Cultivating an Entrepreneurial Mind Set 

Júlia: What are you involved with two years after being at Duke?


Christine: I recently founded a company  that’s called PathSpot Technologies and we use detection tools to be able to look for food borne illness contamination. Basically, I was doing some reading and I found a huge gap in these articles about food borne illnesses. People were being hospitalized or even dying from food borne illnesses. For example, a 15 year old boy died because the ice he had consumed at a restaurant was contaminated. I was hearing all these stories and realized that that one of the core roots for this issue was that people didn’t have a way to check if their hands were fully clean before they start serving food or interacting with patients in a hospital or working with people in a nursing home and 40% of these cases were specifically tied to hand washing. I wanted to fix that.


Júlia: How did your experiences at Duke and particularly at the GWHT prepare you for this?


Christine in the GWHT lab

Christine: I spent two years doing research under the auspices of the Pratt Fellows program (an intensive three semester and one summer research immersion experience) at the GWHT. I was able to really dive deep into the research and see how that tied to domestic healthcare problems and realized that there are so many problems that need solutions. I specifically did research in breast cancer and worked on a technology to detect tumor margins at the time of breast surgery so surgeons can remove adequate tissue before closing the patient. I worked at the Duke University Medical Center to test and iterate on the different designs of the device for margin assessment and improve detection of residual breast disease using light. This experience was huge for me in terms of having ownership of a portion of the project and to work with incredible graduate student mentors who empowered me to be independent. This research experience demonstrated to me what the applications of engineering really were and how skills I was learning could be used to make a difference.


 Júlia: What other activities were you involved in at the GWHT?


Christine: In addition to the health innovation project, I also worked on a social innovation project at the GWHT in which I co-created a curriculum on how to use the human centered design process to build renewable energy based torches to study at night in energy poor settings. My fellow students traveled to Muhuru Bay, Kenya where they used this curriculum to teach adolescent girls how to engineer their own flashlights using locally available materials over a 6-week period. It was crazy to see how one type of technology [light] can be applied to a totally different problem. I was working on all these projects at once and there was a common thread between them. It was really empowering to me to see how to connect different dots that I did not think were tied together. This really helped me post graduation to be able to connect dots to solve new problems I encountered.


 Júlia: How did you get involved with GWHT?

Christine working on an oxygen concentrator in Tanzania

Christine: I did DukeEngage in Tanzania through the Engineering World Health program when I was a student here and I was taking the global health courses and engineering classes. And honestly when I was in Tanzania and I was working in a hospital repairing medical equipment on the ground everyday, and when I got back from that incredible and very life changing experience, obviously, it was really hard for me to reintegrate into college life.

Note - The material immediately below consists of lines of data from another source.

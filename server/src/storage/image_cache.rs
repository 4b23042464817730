//! Bounded in-memory image cache
//!
//! Keyed by the upstream image URL. Entries live for a fixed time and the
//! cache holds at most a fixed number of them; moka handles both.

use axum::body::Bytes;
use moka::future::Cache;
use std::time::Duration;

/// A cached upstream response body
#[derive(Debug, Clone)]
pub struct CachedImage {
    pub bytes: Bytes,
    pub content_type: String,
}

impl CachedImage {
    pub fn new(bytes: Bytes, content_type: impl Into<String>) -> Self {
        Self {
            bytes,
            content_type: content_type.into(),
        }
    }
}

pub type ImageCache = Cache<String, CachedImage>;

pub fn image_cache(max_entries: usize, ttl: Duration) -> ImageCache {
    Cache::builder()
        .max_capacity(max_entries as u64)
        .time_to_live(ttl)
        .build()
}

I was very impacted by the things I had seen and I wanted to continue making a difference and I didn’t know how to do that when I was now back on campus and thrown back into the spin of everything. And all of you as Duke students know how crazy it can all be, so I wanted to continue that momentum that I had while I was there and when I heard about the work that Nimmi’s lab was doing, I just cold emailed her and said, “hey can I help, I want to be a part of this. I am so inspired by what your lab is doing”. And of course, you know she was so welcoming, she had a meeting with me the next day! I was one of the first undergraduate fellows to be a part of the center.


Júlia: How did you manage to hold it all together during college?

Christine at Duke graduation

Christine: For me it was honestly having incredible mentors. I don’t think anyone can do anything totally in a vacuum. That’s not the way innovation flourishes or the way that you end up being inspired. So being surrounded by my peers who were pushing themselves and me to make a difference in the world helped me keep going on a day to day basis especially when I felt discouraged. Also having incredible female mentors like Nimmi was huge for me as an undergraduate and beyond, because it showed me that other people believed in me and the work we were doing, enough to put in so much effort and so much of their own personal time behind me and my ideas and their ideas and vision. Working with Nimmi throughout that process was life changing because it let me see how she could take all of her ideas and transform them into innovations. The fact that she believed in me, kept me going throughout college. I continue to surround myself with mentors and friends who I want to be like.


Júlia: What is your life like as an entrepreneur?

Image of PathSpot technologies device for detecting contamination on hands

Christine: I think that founding a company is very similar to working in a lab and doing research. I use the same principles I learned doing research, because everything you do starting a company is basically testing out a new hypothesis. It’s figuring out what customers will like and building on different design models, getting feedback, and iterating continuously. This is why I am so grateful for my college lab experiences. Whenever I feel discouraged, I look back to all the failed experiments in Nimmi’s lab and how we continued to test out new methods for months until we found a breakthrough. As an entrepreneur I sometimes contact hundreds of potential customers and get only one buyer, however, when I think of the impact for that one customer using our device to detect foodborne illnesses in their institution, it is all worth it.